According to Sam and Jim Commenting on things that irk us off, make us laugh out loud or just seem too weird to believe According to Sam and Jim: My Horse Racing Memories Reflected In Chrome Win

Monday, May 19, 2014

My Horse Racing Memories Reflected In Chrome Win

Congratulations to California Chrome, his trainer and owners on winning the Kentucky Derby and the Preakness Stakes. If the winner of those races had been a Washington-bred horse he probably would have been named Seattle's Rusty Fender.
It was rumored that California Chrome had a blister in his throat, causing him to cough. The blister was being treated with glycerin and water, and apparently wasn’t a problem because Chrome totally outran and outclassed the rest of the field.
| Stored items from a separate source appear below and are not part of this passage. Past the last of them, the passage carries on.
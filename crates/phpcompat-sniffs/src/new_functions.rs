//! Sniff: functions called in code targeting PHP versions that predate them

use crate::check::{dispatch, introduced_tables, FeatureCheck, Introduction};
use crate::options::SniffOptions;
use crate::registry::Sniff;
use phpcompat_core::dispatch::is_global_function_call;
use phpcompat_core::{Diagnostic, MessageTemplate, TokenKind, TokenStream};
use std::sync::OnceLock;

const NEW_FUNCTIONS: &[Introduction] = &[
    ("array_replace", "5.2", "5.3"),
    ("array_replace_recursive", "5.2", "5.3"),
    ("lcfirst", "5.2", "5.3"),
    ("gc_enable", "5.2", "5.3"),
    ("get_called_class", "5.2", "5.3"),
    ("hex2bin", "5.3", "5.4"),
    ("http_response_code", "5.3", "5.4"),
    ("session_status", "5.3", "5.4"),
    ("class_uses", "5.3", "5.4"),
    ("array_column", "5.4", "5.5"),
    ("boolval", "5.4", "5.5"),
    ("json_last_error_msg", "5.4", "5.5"),
    ("password_hash", "5.4", "5.5"),
    ("password_verify", "5.4", "5.5"),
    ("password_needs_rehash", "5.4", "5.5"),
    ("hash_pbkdf2", "5.4", "5.5"),
    ("hash_equals", "5.5", "5.6"),
    ("gmp_root", "5.5", "5.6"),
    ("random_bytes", "5.6", "7.0"),
    ("random_int", "5.6", "7.0"),
    ("intdiv", "5.6", "7.0"),
    ("error_clear_last", "5.6", "7.0"),
    ("preg_replace_callback_array", "5.6", "7.0"),
    ("is_iterable", "7.0", "7.1"),
    ("curl_multi_errno", "7.0", "7.1"),
    ("spl_object_id", "7.1", "7.2"),
    ("mb_scrub", "7.1", "7.2"),
    ("stream_isatty", "7.1", "7.2"),
    ("array_key_first", "7.2", "7.3"),
    ("array_key_last", "7.2", "7.3"),
    ("is_countable", "7.2", "7.3"),
    ("hrtime", "7.2", "7.3"),
    ("mb_str_split", "7.3", "7.4"),
    ("get_mangled_object_vars", "7.3", "7.4"),
    ("password_algos", "7.3", "7.4"),
    ("str_contains", "7.4", "8.0"),
    ("str_starts_with", "7.4", "8.0"),
    ("str_ends_with", "7.4", "8.0"),
    ("fdiv", "7.4", "8.0"),
    ("get_debug_type", "7.4", "8.0"),
    ("get_resource_id", "7.4", "8.0"),
    ("array_is_list", "8.0", "8.1"),
    ("enum_exists", "8.0", "8.1"),
    ("fsync", "8.0", "8.1"),
    ("ini_parse_quantity", "8.1", "8.2"),
    ("json_validate", "8.2", "8.3"),
    ("mb_str_pad", "8.2", "8.3"),
    ("array_find", "8.3", "8.4"),
    ("array_any", "8.3", "8.4"),
    ("array_all", "8.3", "8.4"),
];

fn check() -> &'static FeatureCheck {
    static CHECK: OnceLock<FeatureCheck> = OnceLock::new();
    CHECK.get_or_init(|| {
        FeatureCheck::new(
            introduced_tables(NEW_FUNCTIONS),
            MessageTemplate::new("The function %s()"),
            is_global_function_call,
        )
    })
}

/// Check a token stream for calls to functions newer than the target range
pub fn check_new_functions(stream: &TokenStream, options: &SniffOptions) -> Vec<Diagnostic> {
    dispatch(check(), stream, &options.test_version, &[TokenKind::String])
}

pub struct NewFunctionsSniff;

impl Sniff for NewFunctionsSniff {
    fn name(&self) -> &'static str {
        "new_functions"
    }

    fn description(&self) -> &'static str {
        "Detect calls to functions not available in the oldest targeted PHP version"
    }

    fn check(&self, stream: &TokenStream, options: &SniffOptions) -> Vec<Diagnostic> {
        check_new_functions(stream, options)
    }
}

#[cfg(test)]
mod tests {
    use super::*;
    use phpcompat_core::{tokenize, Severity, VersionRange};

    fn check_php(source: &str, test_version: &str) -> Vec<Diagnostic> {
        let stream = tokenize(source);
        let options = SniffOptions::new(VersionRange::parse(test_version).unwrap());
        check_new_functions(&stream, &options)
    }

    // ==================== Detection ====================

    #[test]
    fn test_array_column_before_introduction() {
        let diagnostics = check_php("<?php $ids = array_column($rows, 'id');", "5.3-5.4");
        assert_eq!(diagnostics.len(), 1);
        assert_eq!(diagnostics[0].severity, Severity::Error);
        assert_eq!(diagnostics[0].code, "array_columnFound");
        assert_eq!(
            diagnostics[0].message,
            "The function array_column() is not present in PHP version 5.4 or earlier"
        );
    }

    #[test]
    fn test_range_still_including_old_version() {
        assert_eq!(check_php("<?php array_column($rows, 'id');", "5.4-5.6").len(), 1);
    }

    #[test]
    fn test_case_insensitive_and_fully_qualified() {
        assert_eq!(check_php("<?php \\Str_Contains($a, 'b');", "7.4").len(), 1);
    }

    #[test]
    fn test_call_inside_method() {
        let source = r#"<?php
class Foo {
    public function bar($x) {
        return intdiv($x, 2);
    }
}
"#;
        let diagnostics = check_php(source, "5.6");
        assert_eq!(diagnostics.len(), 1);
        assert_eq!(diagnostics[0].position.line, 4);
    }

    // ==================== Skip Cases ====================

    #[test]
    fn test_supported_range() {
        assert!(check_php("<?php array_column($rows, 'id');", "5.5-").is_empty());
    }

    #[test]
    fn test_skip_declarations_methods_and_namespaced_calls() {
        let source = r#"<?php
function str_contains($h, $n) {}
$obj->str_contains('a');
Str::str_contains('a');
Polyfill\str_contains('a', 'b');
"#;
        assert!(check_php(source, "7.0").is_empty());
    }

    #[test]
    fn test_skip_unknown_function() {
        assert!(check_php("<?php my_array_column($rows);", "5.3").is_empty());
    }

    #[test]
    fn test_unfinished_call_is_skipped() {
        assert!(check_php("<?php array_column($rows,", "5.3").is_empty());
    }
}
Horses are beautiful animals aren’t they? I worked as a part-time groom at Golden Gate Fields and Bay Meadows in California back in the ‘70s and really enjoyed the horses! I remember nervously leading one $40,000 three-year old to the saddling paddock for his race. We had nicknamed him Frog because he tended to jump around some. Frog was fast enough his owners and the trainer thought we might win some money with him. He burst out of the gate to an early lead but then he put on the brakes and looked around for the other horses - as they sailed past him.

We did win a pretty good sized purse on a filly named Eyes Six once. Her owner took the trainer, exercise rider, stable hands and all our significant others out for dinner and drinks after the race. The owner complained later that celebration cost him too much of his winnings.

Horses can be kind of ornery now and then. I’ve had them bite me, try to kick me, try to brush me off on the side of a barn and dump me in a creek. One stallion lashed out at me with his hind feet as I attached him to a hot walker. Luckily, I dropped to the ground before he nailed me. Everybody around the barn thought I’d been killed. Another time a stallion got out of his stall and was putting some moves on a little filly. When he saw me he pawed the ground and snorted. He didn’t look like he wanted me to “assist” him back to his stall so I let his grooms do that.

Getting back to California Chrome, I’m glad he wasn’t treated with any questionable drugs. A controversy currently surrounds the use of certain drugs in the horse racing industry, especially Lasix, which restricts excessive bleeding in a horse’s airways. When pushed to gallop at racing speeds more than half of all thoroughbreds used for racing will have traces of blood in their airways following a race. But the use of Lasix and certain other drugs in horses is being questioned and a bill currently before Congress would ban the use of all performance-enhancing drugs in the racing industry. http://www.peta.org/issues/animals-in-entertainment/horse-racing-2/horse-racing-industry-cruelty/drugs/#ixzz320FP5gE7

In the two years I worked part time as a race horse groom I only remember the trainer I worked for using Lasix twice - and only when a horse seemed otherwise fit to run but a veterinarian recommended Lasix because he was concerned about bleeding. My trainer always seemed genuinely concerned for his horses’ welfare; he’d scratch one from a race for the slightest indication of a problem.

The U.S. is about the only country that still allows such routine and extensive use of drugs in horse racing. There’s a long list of trainers who have been charged with multiple violations of using drugs in horses. Can you believe some of those yahoos have even used cocaine and snake venom to enhance their horse’s performances?

NBC News carried a story this past week about Kate Papp, a veterinarian who specialized in treating racehorses until she took a hard look at what she was doing.

“Every day, I almost quit,” Papp told NBC’s Anna Schecter. “Everything that’s given to the horse is with the main goal in mind, which is having them run well, win races, pay well to the owners and to the trainers,” she said. “And anything that they can give the horses – whether it be legal, illegal, even non-necessary substances – they will do … in an attempt to have a winner or improve their horse.”

The only real abuse of drugs I ever saw at the race track involved stable hands and exercise riders popping phenylbutazone, generally referred to as "bute" (sort of a horse aspirin) to cure their hangovers after a long night of debauchery. I saw guys take two or three doses of bute and wash them down with beer. You can imagine if those pills were meant for a 1500-pound horse what three of them with a cold Bud could do to a 100-pound rider. Fortunately, I never was tempted to try that cure.

I wish I had space enough here to tell you about more of my equine adventures, but it’s time to go. As they say at the track, “Riders up!”